This is the starter code for a workshop built for students looking to learn more about how large language models are integrated into applications programmatically. It leverages the OpenAI SDK for Python and GPT-3.5. The workshop and manuals are intended for participants of all programming skill levels, from no experience to advanced. However, some Python experience will increase the likelihood of participants completing the exercises without heavy guidance.

This is the starter code for the workshop, it does not include completed solutions for the exercises.

There are two manuals included in this repo. They are intended to be distributed to the participants of the workshop.

  1. setup-manual.pdf - For the participants to setup their environment locally or on Codespaces.
  2. workshop-manual.pdf - For the participants to follow along with the workshop.

Keep in mind the current manuals are intended for use with Azure OpenAI, but can be easily modified to work with OpenAI directly.

Workshop overview

There are four exercises in this lab, each one being a Python API students have to complete. A deployed version of the workshop can be found at https://gray-beach-052df4810.3.azurestaticapps.net. Keep in mind that the deployed version has the completed code, so all exercises are available and functional.
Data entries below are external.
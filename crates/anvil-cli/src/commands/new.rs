//! Implementation of the `anvil new` command.
//!
//! Responsibility: translate CLI arguments into a `StackSelection`, call the
//! core scaffold service, display results and run the install step. No merge
//! logic lives here.

use std::path::{Component, Path, PathBuf};

use indicatif::ProgressBar;
use tracing::{debug, info, instrument};

use anvil_adapters::{Catalog, CommandInstaller, DirectoryCatalog, LocalFilesystem};
use anvil_core::{
    application::{GenerationObserver, GenerationPlan, PackageInstaller, ScaffoldService},
    domain::{FileMergeRecord, GenerationReport, GenerationWarning, PackageManager, StackSelection},
};

use crate::{
    cli::{NewArgs, global::GlobalArgs},
    config::AppConfig,
    error::{CliError, CliResult},
    output::{OutputManager, warning_line},
};

/// Execute the `anvil new` command.
///
/// Dispatch sequence:
/// 1. Resolve and validate the project name / destination
/// 2. Load the template catalog and pick base + addons (prompting if needed)
/// 3. Build the `StackSelection`
/// 4. Early-exit with the resolved plan if `--dry-run`
/// 5. Confirm with user unless `--yes` or `--quiet`
/// 6. Generate via `ScaffoldService`
/// 7. Install dependencies unless disabled
#[instrument(skip_all, fields(project = %args.name))]
pub fn execute(
    args: NewArgs,
    global: GlobalArgs,
    config: AppConfig,
    output: OutputManager,
) -> CliResult<()> {
    // 1. Destination
    let cwd = std::env::current_dir()?;
    let (project_name, destination) = resolve_destination(&args.name, &cwd)?;
    validate_project_name(&project_name)?;

    // 2. Catalog and choices
    let root = config.template_root(args.templates.as_deref());
    let filesystem = LocalFilesystem::new();
    let catalog = if root.is_dir() {
        DirectoryCatalog::new(&root).load(&filesystem)?
    } else {
        Catalog::default()
    };

    let interactive = !args.yes && !global.quiet && is_interactive();
    let (base, addons) = match args.base.clone() {
        Some(base) => (base, args.addons.clone()),
        None if interactive => {
            let base = prompt::base(&catalog)?;
            let addons = if args.addons.is_empty() {
                prompt::addons(&catalog)?
            } else {
                args.addons.clone()
            };
            (base, addons)
        }
        None => {
            return Err(CliError::InvalidInput {
                message: "--base is required when not running interactively".into(),
                source: None,
            });
        }
    };

    // 3. Selection
    let selection = build_selection(&args, &catalog, &base, addons, &project_name, &destination)?;
    debug!(
        selection = %selection,
        framework = selection.framework(),
        root = %root.display(),
        "Selection resolved"
    );

    let service = ScaffoldService::new(&root, Box::new(filesystem))
        .with_fallback_framework(config.templates.fallback_framework.clone());

    // 4. Dry run: describe but do not write.
    if args.dry_run {
        let plan = service.plan(&selection)?;
        if output.is_json() {
            output.json(&plan)?;
        } else {
            show_plan(&plan, &output)?;
        }
        return Ok(());
    }

    // 5. Confirm
    if interactive {
        show_configuration(&selection, &root, &output)?;
        if !prompt::confirm()? {
            return Err(CliError::Cancelled);
        }
    }

    // 6. Generate
    let spinner = output.spinner(&format!("Creating '{project_name}'..."));
    let observer = ConsoleObserver {
        spinner: spinner.clone(),
        verbose: output.is_verbose() && !output.is_json(),
        quiet: output.is_quiet(),
        no_color: !output.supports_color(),
    };
    info!(destination = %destination.display(), "Generation started");

    let result = service
        .with_observer(Box::new(observer))
        .generate(&selection);
    spinner.finish_and_clear();
    let report = result?;

    if output.is_json() {
        output.json(&report)?;
    } else {
        show_summary(&report, &output)?;
    }

    // 7. Install
    let manager = args
        .package_manager
        .map(PackageManager::from)
        .unwrap_or(config.install.package_manager);

    if args.skip_install || !config.install.enabled {
        debug!("Install step disabled");
    } else if !destination.join("package.json").is_file() {
        output.info("No package.json generated, skipping dependency install")?;
    } else {
        output.header(&format!("Installing dependencies with {manager}..."))?;
        let installer = CommandInstaller::new().quiet(global.quiet || output.is_json());
        install_dependencies(&installer, &destination, manager)?;
        output.success("Dependencies installed")?;
    }

    if !global.quiet && !output.is_json() {
        output.print("")?;
        output.print("Next steps:")?;
        output.print(&format!("  cd {}", display_relative(&destination, &cwd)))?;
        output.print(&format!("  {} run dev", manager.program()))?;
    }

    Ok(())
}

// ── Path resolution ───────────────────────────────────────────────────────────

/// Split `name` into the project name and an absolute destination.
pub fn resolve_destination(name: &str, cwd: &Path) -> CliResult<(String, PathBuf)> {
    let path = Path::new(name);

    let project_name = path
        .file_name()
        .and_then(|n| n.to_str())
        .ok_or_else(|| CliError::InvalidProjectName {
            name: name.into(),
            reason: "cannot extract valid project name".into(),
        })?
        .to_string();

    let absolute = if path.is_absolute() {
        path.to_path_buf()
    } else {
        cwd.join(path)
    };
    let destination = absolute
        .components()
        .filter(|c| !matches!(c, Component::CurDir))
        .collect();

    Ok((project_name, destination))
}

fn validate_project_name(name: &str) -> CliResult<()> {
    if name.is_empty() {
        return Err(CliError::InvalidProjectName {
            name: name.into(),
            reason: "name cannot be empty".into(),
        });
    }
    if name.starts_with('.') {
        return Err(CliError::InvalidProjectName {
            name: name.into(),
            reason: "name cannot start with '.'".into(),
        });
    }
    if let Some(c) = name
        .chars()
        .find(|c| !(c.is_ascii_alphanumeric() || *c == '-' || *c == '_'))
    {
        return Err(CliError::InvalidProjectName {
            name: name.into(),
            reason: format!("character '{c}' is not allowed"),
        });
    }
    Ok(())
}

fn display_relative(path: &Path, cwd: &Path) -> String {
    path.strip_prefix(cwd)
        .unwrap_or(path)
        .display()
        .to_string()
}

// ── Selection construction ────────────────────────────────────────────────────

fn build_selection(
    args: &NewArgs,
    catalog: &Catalog,
    base: &str,
    addons: Vec<String>,
    project_name: &str,
    destination: &Path,
) -> CliResult<StackSelection> {
    let mut builder = StackSelection::builder()
        .base(base)
        .addons(addons)
        .destination(destination)
        .project_name(project_name);

    // explicit flag, then the catalog's declared type, then the base id prefix
    let framework = args
        .framework
        .clone()
        .or_else(|| catalog.framework_of(base).map(String::from));
    if let Some(framework) = framework {
        builder = builder.framework(framework);
    }

    for param in &args.params {
        builder = builder.addon_param(&param.addon, &param.key, &param.value);
    }

    builder.build().map_err(|e| CliError::Core(e.into()))
}

// ── Install ───────────────────────────────────────────────────────────────────

fn install_dependencies(
    installer: &dyn PackageInstaller,
    project: &Path,
    manager: PackageManager,
) -> CliResult<()> {
    installer
        .install(project, manager)
        .map_err(|e| CliError::ExternalCommandFailed {
            command: format!("{} {}", manager.program(), manager.install_args().join(" ")),
            project: project.to_path_buf(),
            source: Some(Box::new(e)),
        })
}

// ── Progress ──────────────────────────────────────────────────────────────────

/// Streams generation events to the terminal around the spinner.
struct ConsoleObserver {
    spinner: ProgressBar,
    verbose: bool,
    quiet: bool,
    no_color: bool,
}

impl GenerationObserver for ConsoleObserver {
    fn addon_started(&self, addon: &str, _root: &Path) {
        self.spinner.set_message(format!("Applying {addon}..."));
    }

    fn file_integrated(&self, record: &FileMergeRecord) {
        if self.verbose {
            self.spinner.suspend(|| println!("  {record}"));
        }
    }

    fn warning(&self, warning: &GenerationWarning) {
        if !self.quiet {
            let line = warning_line(&warning.to_string(), self.no_color);
            self.spinner.suspend(|| eprintln!("{line}"));
        }
    }
}

// ── UI helpers ────────────────────────────────────────────────────────────────

fn show_plan(plan: &GenerationPlan, out: &OutputManager) -> CliResult<()> {
    out.info(&format!(
        "Dry run: would create {}",
        plan.destination.display()
    ))?;
    if plan.destination_exists {
        out.warning("Destination already exists; generation would fail")?;
    }

    let base_state = if plan.base_exists { "" } else { "  (missing)" };
    out.print(&format!(
        "  Base:       {} -> {}{base_state}",
        plan.base_template,
        plan.base_dir.display()
    ))?;
    out.print(&format!("  Framework:  {}", plan.framework))?;

    for (i, (addon, dir)) in plan.addons.iter().enumerate() {
        let location = match dir {
            Some(dir) => dir.display().to_string(),
            None => "not found, would be skipped".into(),
        };
        out.print(&format!("  Addon {}:    {addon} -> {location}", i + 1))?;
    }
    Ok(())
}

fn show_configuration(selection: &StackSelection, root: &Path, out: &OutputManager) -> CliResult<()> {
    out.header("Configuration")?;
    out.print(&format!("  Project:    {}", selection.project_name()))?;
    out.print(&format!("  Base:       {}", selection.base_template()))?;
    out.print(&format!("  Framework:  {}", selection.framework()))?;
    if !selection.addons().is_empty() {
        out.print(&format!("  Addons:     {}", selection.addons().join(", ")))?;
    }
    out.print(&format!("  Templates:  {}", root.display()))?;
    out.print(&format!("  Location:   {}", selection.destination().display()))?;
    out.print("")?;
    Ok(())
}

fn show_summary(report: &GenerationReport, out: &OutputManager) -> CliResult<()> {
    use anvil_core::domain::MergeOutcome;

    out.success(&format!(
        "Project created at {}",
        report.destination().display()
    ))?;
    out.print(&format!(
        "  {} addon(s) applied: {} added, {} merged, {} replaced, {} overwritten",
        report.applied_addons().len(),
        report.count(MergeOutcome::Added),
        report.count(MergeOutcome::Merged),
        report.count(MergeOutcome::Replaced),
        report.count(MergeOutcome::OverwrittenWarning),
    ))?;
    if !report.warnings().is_empty() {
        out.warning(&format!("{} warning(s) during generation", report.warnings().len()))?;
    }
    Ok(())
}

fn is_interactive() -> bool {
    use std::io::IsTerminal;
    std::io::stdin().is_terminal() && std::io::stdout().is_terminal()
}

// ── Prompts ───────────────────────────────────────────────────────────────────

#[cfg(feature = "interactive")]
mod prompt {
    use std::io;

    use anvil_adapters::Catalog;
    use dialoguer::{Confirm, MultiSelect, Select, theme::ColorfulTheme};

    use crate::error::{CliError, CliResult};

    fn prompt_error(e: dialoguer::Error) -> CliError {
        CliError::IoError {
            message: "failed to read interactive input".into(),
            source: io::Error::other(e),
        }
    }

    pub fn base(catalog: &Catalog) -> CliResult<String> {
        if catalog.bases.is_empty() {
            return Err(CliError::InvalidInput {
                message: "no base templates found; pass --templates or --base".into(),
                source: None,
            });
        }
        let labels: Vec<String> = catalog.bases.iter().map(|b| b.name.clone()).collect();
        let index = Select::with_theme(&ColorfulTheme::default())
            .with_prompt("Base template")
            .items(&labels)
            .default(0)
            .interact()
            .map_err(prompt_error)?;
        Ok(catalog.bases[index].id.clone())
    }

    pub fn addons(catalog: &Catalog) -> CliResult<Vec<String>> {
        if catalog.addons.is_empty() {
            return Ok(Vec::new());
        }
        let labels: Vec<String> = catalog
            .addons
            .iter()
            .map(|a| match a.category {
                Some(category) => format!("{} ({category})", a.name),
                None => a.name.clone(),
            })
            .collect();
        let picked = MultiSelect::with_theme(&ColorfulTheme::default())
            .with_prompt("Addons (space to toggle, applied top to bottom)")
            .items(&labels)
            .interact()
            .map_err(prompt_error)?;
        Ok(picked
            .into_iter()
            .map(|i| catalog.addons[i].id.clone())
            .collect())
    }

    pub fn confirm() -> CliResult<bool> {
        Confirm::with_theme(&ColorfulTheme::default())
            .with_prompt("Continue?")
            .default(true)
            .interact()
            .map_err(prompt_error)
    }
}

#[cfg(not(feature = "interactive"))]
mod prompt {
    use anvil_adapters::Catalog;

    use crate::error::{CliError, CliResult};

    pub fn base(_catalog: &Catalog) -> CliResult<String> {
        Err(CliError::FeatureNotAvailable {
            feature: "interactive",
        })
    }

    pub fn addons(_catalog: &Catalog) -> CliResult<Vec<String>> {
        Err(CliError::FeatureNotAvailable {
            feature: "interactive",
        })
    }

    pub fn confirm() -> CliResult<bool> {
        use std::io::{self, Write};

        print!("Continue? [Y/n] ");
        io::stdout().flush()?;

        let mut input = String::new();
        io::stdin().read_line(&mut input)?;

        let input = input.trim().to_ascii_lowercase();
        Ok(input.is_empty() || input == "y" || input == "yes")
    }
}

// ── Tests ─────────────────────────────────────────────────────────────────────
  1. (POST /exercise1) Send a single message to GPT image
  2. (POST /exercise2) Maintain a conversation history with GPT image
  3. (POST /exercise3) Send a system prompt to GPT before a conversation. image
  4. (GET /exercise4) Develop a prompt to get GPT to translate maze codes into readable instructions image

Every time an exercise page is opened, students will have a test area in the center, a Run tests button on the bottom right, and a Back button on the top left.

image

Back button: Takes students back to the home page Test area: Test Python code by interacting with the test area. Run tests button: Once students are ready to verify their code, they click on Run tests. It will light up green if the backend implementation is correct, and the exercise is completed. Otherwise students can retry as many times as they’d like.

Once students successfully complete an exercise, they can go back to the home page and start the next one whenever they’re ready.

image

Workshop implementation

If you are a workshop organizer and are trying to apply this starter code to your own event, you will need to create your own OpenAI resources and encrypt their keys into .env1.gpg files using the GPG command line tool. You will need to fork this repo and update the /env folder with your own encrypted .env files.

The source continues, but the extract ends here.